One device used only for watching media is called a television and something like 99.99% of Americans actually have one already.

exactly. which is how it should be: a pain in the ass for your customers if you want them to install drm.

the cost should be born by the company who wants it, not the public.

why is this a bad thing for anybody but a content producer? and if it's not anybody else, then... why do we care? we have already legislated away the right to copy something in return for promoting creation. but the creation is going to happen one way or the other, so we need to go much further than the EFF advocates: we need to scale back copyright drastically.

it would have virtually zero cost to the public, and would not meaningfully affect creative output.

Ad networks are waiting for this in order to move a lot of ad code to a place where they can make ad-blocking illegal.

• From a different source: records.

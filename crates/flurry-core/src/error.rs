mod adhoc;
mod connection_pool;
mod driver;
mod invalid_configuration;
mod invalid_connection_url;
mod invalid_statement;
mod unsupported_feature;

use adhoc::AdhocError;
use connection_pool::ConnectionPoolError;
use driver::DriverError;
use invalid_configuration::InvalidConfiguration;
use invalid_connection_url::InvalidConnectionUrl;
use invalid_statement::InvalidStatement;
use std::sync::Arc;
use unsupported_feature::UnsupportedFeature;

/// Return early with an ad-hoc error built from a format string.
#[macro_export]
macro_rules! bail {
    ($($arg:tt)*) => {
        return Err($crate::Error::from_args(format_args!($($arg)*)))
    };
}

/// Build an ad-hoc error from a format string.
#[macro_export]
macro_rules! err {
    ($($arg:tt)*) => {
        $crate::Error::from_args(format_args!($($arg)*))
    };
}

/// An error that can occur in Flurry.
#[derive(Clone)]
pub struct Error {
    inner: Option<Arc<ErrorInner>>,
}

#[derive(Debug)]
struct ErrorInner {
    kind: ErrorKind,
    cause: Option<Error>,
}

impl Error {
    /// Adds context to this error.
    ///
    /// Context is displayed in reverse order: the most recently added context is shown first,
    /// followed by earlier context, ending with the root cause.
    #[inline(always)]
    pub fn context(self, consequent: impl IntoError) -> Error {
        self.context_impl(consequent.into_error())
    }

    #[inline(never)]
    #[cold]
    fn context_impl(self, consequent: Error) -> Error {
        let kind = match consequent.inner {
            Some(inner) => match Arc::try_unwrap(inner) {
                Ok(inner) => inner.kind,
                // The consequent is shared; keep its message but not its identity.
                Err(shared) => ErrorKind::Adhoc(AdhocError::new(shared.kind.to_string())),
            },
            None => ErrorKind::Unknown,
        };

        Error {
            inner: Some(Arc::new(ErrorInner {
                kind,
                cause: Some(self),
            })),
        }
    }

    fn chain(&self) -> impl Iterator<Item = &Error> {
        let mut err = self;
        core::iter::once(err).chain(core::iter::from_fn(move || {
            err = err.inner.as_ref().and_then(|inner| inner.cause.as_ref())?;
            Some(err)
        }))
    }

    /// Returns `true` if any error in the chain matches the predicate.
    fn any_kind(&self, f: impl Fn(&ErrorKind) -> bool) -> bool {
        self.chain().any(|err| f(err.kind()))
    }

    fn kind(&self) -> &ErrorKind {
        self.inner
            .as_ref()
            .map(|inner| &inner.kind)
            .unwrap_or(&ErrorKind::Unknown)
    }
}

impl std::error::Error for Error {
    fn source(&self) -> Option<&(dyn std::error::Error + 'static)> {
        match self.kind() {
            ErrorKind::Driver(err) => Some(err),
            ErrorKind::ConnectionPool(err) => Some(err),
            ErrorKind::Anyhow(err) => Some(err.as_ref()),
            _ => None,
        }
    }
}

impl core::fmt::Display for Error {
    fn fmt(&self, f: &mut core::fmt::Formatter) -> core::fmt::Result {
        let mut it = self.chain().peekable();
        while let Some(err) = it.next() {
            core::fmt::Display::fmt(err.kind(), f)?;
            if it.peek().is_some() {
                f.write_str(": ")?;
            }
        }
        Ok(())
    }
}

impl core::fmt::Debug for Error {
    fn fmt(&self, f: &mut core::fmt::Formatter) -> core::fmt::Result {
        if !f.alternate() {
            core::fmt::Display::fmt(self, f)
        } else {
            let Some(ref inner) = self.inner else {
                return f.debug_struct("Error").field("kind", &"None").finish();
            };
            f.debug_struct("Error")
                .field("kind", &inner.kind)
                .field("cause", &inner.cause)
                .finish()
        }
    }
}

#[derive(Debug)]
enum ErrorKind {
    Anyhow(anyhow::Error),
    Adhoc(AdhocError),
    Driver(DriverError),
    ConnectionPool(ConnectionPoolError),
    InvalidConfiguration(InvalidConfiguration),
    InvalidConnectionUrl(InvalidConnectionUrl),
    InvalidStatement(InvalidStatement),
    UnsupportedFeature(UnsupportedFeature),
    Unknown,
}

impl core::fmt::Display for ErrorKind {
    fn fmt(&self, f: &mut core::fmt::Formatter) -> core::fmt::Result {
        use self::ErrorKind::*;

        match self {
            Anyhow(err) => core::fmt::Display::fmt(err, f),
            Adhoc(err) => core::fmt::Display::fmt(err, f),
            Driver(err) => core::fmt::Display::fmt(err, f),
            ConnectionPool(err) => core::fmt::Display::fmt(err, f),
            InvalidConfiguration(err) => core::fmt::Display::fmt(err, f),
            InvalidConnectionUrl(err) => core::fmt::Display::fmt(err, f),
            InvalidStatement(err) => core::fmt::Display::fmt(err, f),
            UnsupportedFeature(err) => core::fmt::Display::fmt(err, f),
            Unknown => f.write_str("unknown flurry error"),
        }
    }
}

impl From<ErrorKind> for Error {
    fn from(kind: ErrorKind) -> Error {
        Error {
            inner: Some(Arc::new(ErrorInner { kind, cause: None })),
        }
    }
}

impl From<anyhow::Error> for Error {
    fn from(err: anyhow::Error) -> Error {
        Error::from(ErrorKind::Anyhow(err))
    }
}

impl From<serde_json::Error> for Error {
    fn from(err: serde_json::Error) -> Error {
        Error::from(anyhow::Error::from(err))
    }
}

impl From<std::num::ParseIntError> for Error {
    fn from(err: std::num::ParseIntError) -> Error {
        Error::from(anyhow::Error::from(err))
    }
}

/// Trait for types that can be converted into an Error.
pub trait IntoError {
    /// Converts this type into an Error.
    fn into_error(self) -> Error;
}

impl IntoError for Error {
    #[inline(always)]
    fn into_error(self) -> Error {
        self
    }
}

#[cfg(test)]
mod tests {
    use super::*;

    #[derive(Debug)]
    struct FakeDriverError(&'static str);

    impl std::error::Error for FakeDriverError {}

    impl core::fmt::Display for FakeDriverError {
        fn fmt(&self, f: &mut core::fmt::Formatter) -> core::fmt::Result {
            f.write_str(self.0)
        }
    }

    #[test]
    fn error_size() {
        // Ensure Error stays at one word (size of pointer/Arc)
        let expected_size = core::mem::size_of::<usize>();
        assert_eq!(expected_size, core::mem::size_of::<Error>());
    }

    #[test]
    fn error_from_args() {
        let err = Error::from_args(format_args!("test error: {}", 42));
        assert_eq!(err.to_string(), "test error: 42");
    }

    #[test]
    fn error_chain_display() {
        let root = Error::from_args(format_args!("root cause"));
        let mid = Error::from_args(format_args!("middle context"));
        let top = Error::from_args(format_args!("top context"));

        let chained = root.context(mid).context(top);
        assert_eq!(
            chained.to_string(),
            "top context: middle context: root cause"
        );
    }

    #[test]
    fn anyhow_bridge() {
        let anyhow_err = anyhow::anyhow!("something failed");
        let our_err: Error = anyhow_err.into();
        assert_eq!(our_err.to_string(), "something failed");
    }

    #[test]
    fn unsupported_feature_names_the_construct() {
        let err = Error::unsupported_feature("function JSON_OBJECT");
        assert!(err.is_unsupported_feature());
        assert_eq!(err.to_string(), "unsupported feature: function JSON_OBJECT");
    }

    #[test]
    fn predicates_see_through_context() {
        let err = Error::invalid_statement("row 2 has 3 values, expected 2")
            .context(err!("compiling insert into \"AUTHOR\""));
        assert!(err.is_invalid_statement());
        assert!(!err.is_driver());
        assert_eq!(
            err.to_string(),
            "compiling insert into \"AUTHOR\": invalid statement: row 2 has 3 values, expected 2"
        );
    }

    #[test]
    fn missing_configuration() {
        let err = Error::invalid_configuration("missing required connection parameter `warehouse`");
        assert!(err.is_invalid_configuration());
        assert_eq!(
            err.to_string(),
            "invalid configuration: missing required connection parameter `warehouse`"
        );
    }

    #[test]
    fn driver_error_object_does_not_exist() {
        let err = Error::driver(FakeDriverError(
            "002003 (02000): Database 'MISSING' does not exist or not authorized.",
        ));
        assert!(err.is_driver());
        assert!(err.is_object_does_not_exist());

        let err = Error::driver(FakeDriverError("000606 (57P03): No active warehouse"));
        assert!(!err.is_object_does_not_exist());
    }
}
use super::*;
use crate::schema::Field;

/// Inserts rows into a table.
///
/// Every row holds one value per entry of `fields`, in the same order.
#[derive(Debug, Clone, PartialEq)]
pub struct Insert {
    /// Target table
    pub table: String,

    /// The table's primary key column. Required when `fields` is empty, in
    /// which case every row asks for the primary key's default.
    pub primary_key: Option<String>,

    pub fields: Vec<Field>,

    pub rows: Vec<Vec<InsertValue>>,

    /// Columns returned for the inserted rows.
    pub returning: Vec<String>,

    pub on_conflict: OnConflict,
}

/// A single value in an insert row.
#[derive(Debug, Clone, PartialEq)]
pub enum InsertValue {
    /// Bound as a parameter
    Value(Value),

    /// Rendered inline
    Expr(Expr),

    /// Let the database supply the column's default.
    Default,
}

/// What to do when an inserted row conflicts with an existing one.
#[derive(Debug, Default, Clone, PartialEq)]
pub enum OnConflict {
    /// Fail the statement
    #[default]
    None,

    /// Skip the conflicting row
    Ignore,

    /// Update the existing row
    Update {
        update_fields: Vec<String>,
        unique_fields: Vec<String>,
    },
}

impl Insert {
    pub fn new(table: impl Into<String>, fields: Vec<Field>) -> Insert {
        Insert {
            table: table.into(),
            primary_key: None,
            fields,
            rows: vec![],
            returning: vec![],
            on_conflict: OnConflict::None,
        }
    }

    pub fn primary_key(mut self, name: impl Into<String>) -> Insert {
        self.primary_key = Some(name.into());
        self
    }

    pub fn row(mut self, row: impl IntoIterator<Item = impl Into<InsertValue>>) -> Insert {
        self.rows.push(row.into_iter().map(Into::into).collect());
        self
    }

    pub fn returning(mut self, columns: impl IntoIterator<Item = impl Into<String>>) -> Insert {
        self.returning = columns.into_iter().map(Into::into).collect();
        self
    }

    pub fn on_conflict(mut self, on_conflict: OnConflict) -> Insert {
        self.on_conflict = on_conflict;
        self
    }
}

impl InsertValue {
    pub fn is_default(&self) -> bool {
        matches!(self, Self::Default)
    }
}

impl From<Expr> for InsertValue {
    fn from(value: Expr) -> Self {
        InsertValue::Expr(value)
    }
}

macro_rules! impl_from_value {
    ( $($t:ty),+ ) => {
        $(
            impl From<$t> for InsertValue {
                fn from(value: $t) -> Self {
                    InsertValue::Value(value.into())
                }
            }
        )+
    };
}

impl_from_value!(
    Value,
    bool,
    i32,
    i64,
    f64,
    String,
    &String,
    &str,
    chrono::NaiveDate,
    chrono::NaiveTime,
    chrono::NaiveDateTime,
    chrono::TimeDelta,
    uuid::Uuid,
    serde_json::Value
);

impl From<Insert> for Statement {
    fn from(value: Insert) -> Self {
        Statement::Insert(value)
    }
}
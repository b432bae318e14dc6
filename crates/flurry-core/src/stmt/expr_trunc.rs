use super::*;

/// Truncate a date, time or timestamp to the given precision.
#[derive(Debug, Clone, PartialEq)]
pub struct ExprTrunc {
    pub kind: TruncKind,

    pub expr: Box<Expr>,

    /// The type of the truncated value. Time values are cast back to `TIME`.
    pub output: TemporalKind,

    pub tz: Option<String>,
}

impl Expr {
    pub fn trunc(kind: TruncKind, expr: impl Into<Self>, output: TemporalKind) -> Self {
        ExprTrunc {
            kind,
            expr: Box::new(expr.into()),
            output,
            tz: None,
        }
        .into()
    }
}

impl ExprTrunc {
    pub fn in_tz(mut self, tz: impl Into<String>) -> Self {
        self.tz = Some(tz.into());
        self
    }
}

impl From<ExprTrunc> for Expr {
    fn from(value: ExprTrunc) -> Self {
        Self::Trunc(value)
    }
}
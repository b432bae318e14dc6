use super::*;

/// References a column, optionally qualified by a table name or alias.
#[derive(Debug, Clone, PartialEq)]
pub struct ExprColumn {
    pub table: Option<String>,
    pub name: String,
}

impl Expr {
    pub fn column(name: impl Into<String>) -> Self {
        ExprColumn {
            table: None,
            name: name.into(),
        }
        .into()
    }

    pub fn qualified_column(table: impl Into<String>, name: impl Into<String>) -> Self {
        ExprColumn {
            table: Some(table.into()),
            name: name.into(),
        }
        .into()
    }
}

impl From<ExprColumn> for Expr {
    fn from(value: ExprColumn) -> Self {
        Self::Column(value)
    }
}
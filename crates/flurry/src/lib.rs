pub mod db;
pub use db::{Connect, Db, Pool, PoolConfig, PooledConnection, Transaction};

pub use flurry_core::{driver, schema, stmt, Error, Result};
pub use flurry_sql::{Dialect, ExplainFormat};

/// A boxed future borrowing from its caller for `'a`.
pub type BoxFuture<'a, T> = std::pin::Pin<Box<dyn std::future::Future<Output = T> + Send + 'a>>;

They have a lot of pull among a huge number of sites that depend on ad revenue.

Start buying this argument.

The web browsers already support this API. Where are the ad networks serving DRM ads claiming that blocking ads is illegal? On what basis does blocking ads constitute copyright infringement in order to justify prosecution under DMCA?
The security holes that the standard introduces into my browser.

If I can compile it out, or get a version that someone I trust has compiled with it removed, that only leaves the rest of the web as a botnet attack surface.

That's what changes. Or doesn't improve, depending on how one views the timeline.

> If I can compile it out, or get a version that someone I trust has compiled with it removed

You can. https://www.google.com/amp/s/techcrunch.com/2015/05/12/mozil...

> that only leaves the rest of the web as a botnet attack surface.

1. Every new feature added to the web platform increases the attack surface of the browser, so this concern is not unique to EME. In this case, it removed a reason somebody would otherwise install Flash, which has a significantly larger attack surface.

2. All the major web browsers implemented EME before it became a standard, so the standardization of EME does not change anything here.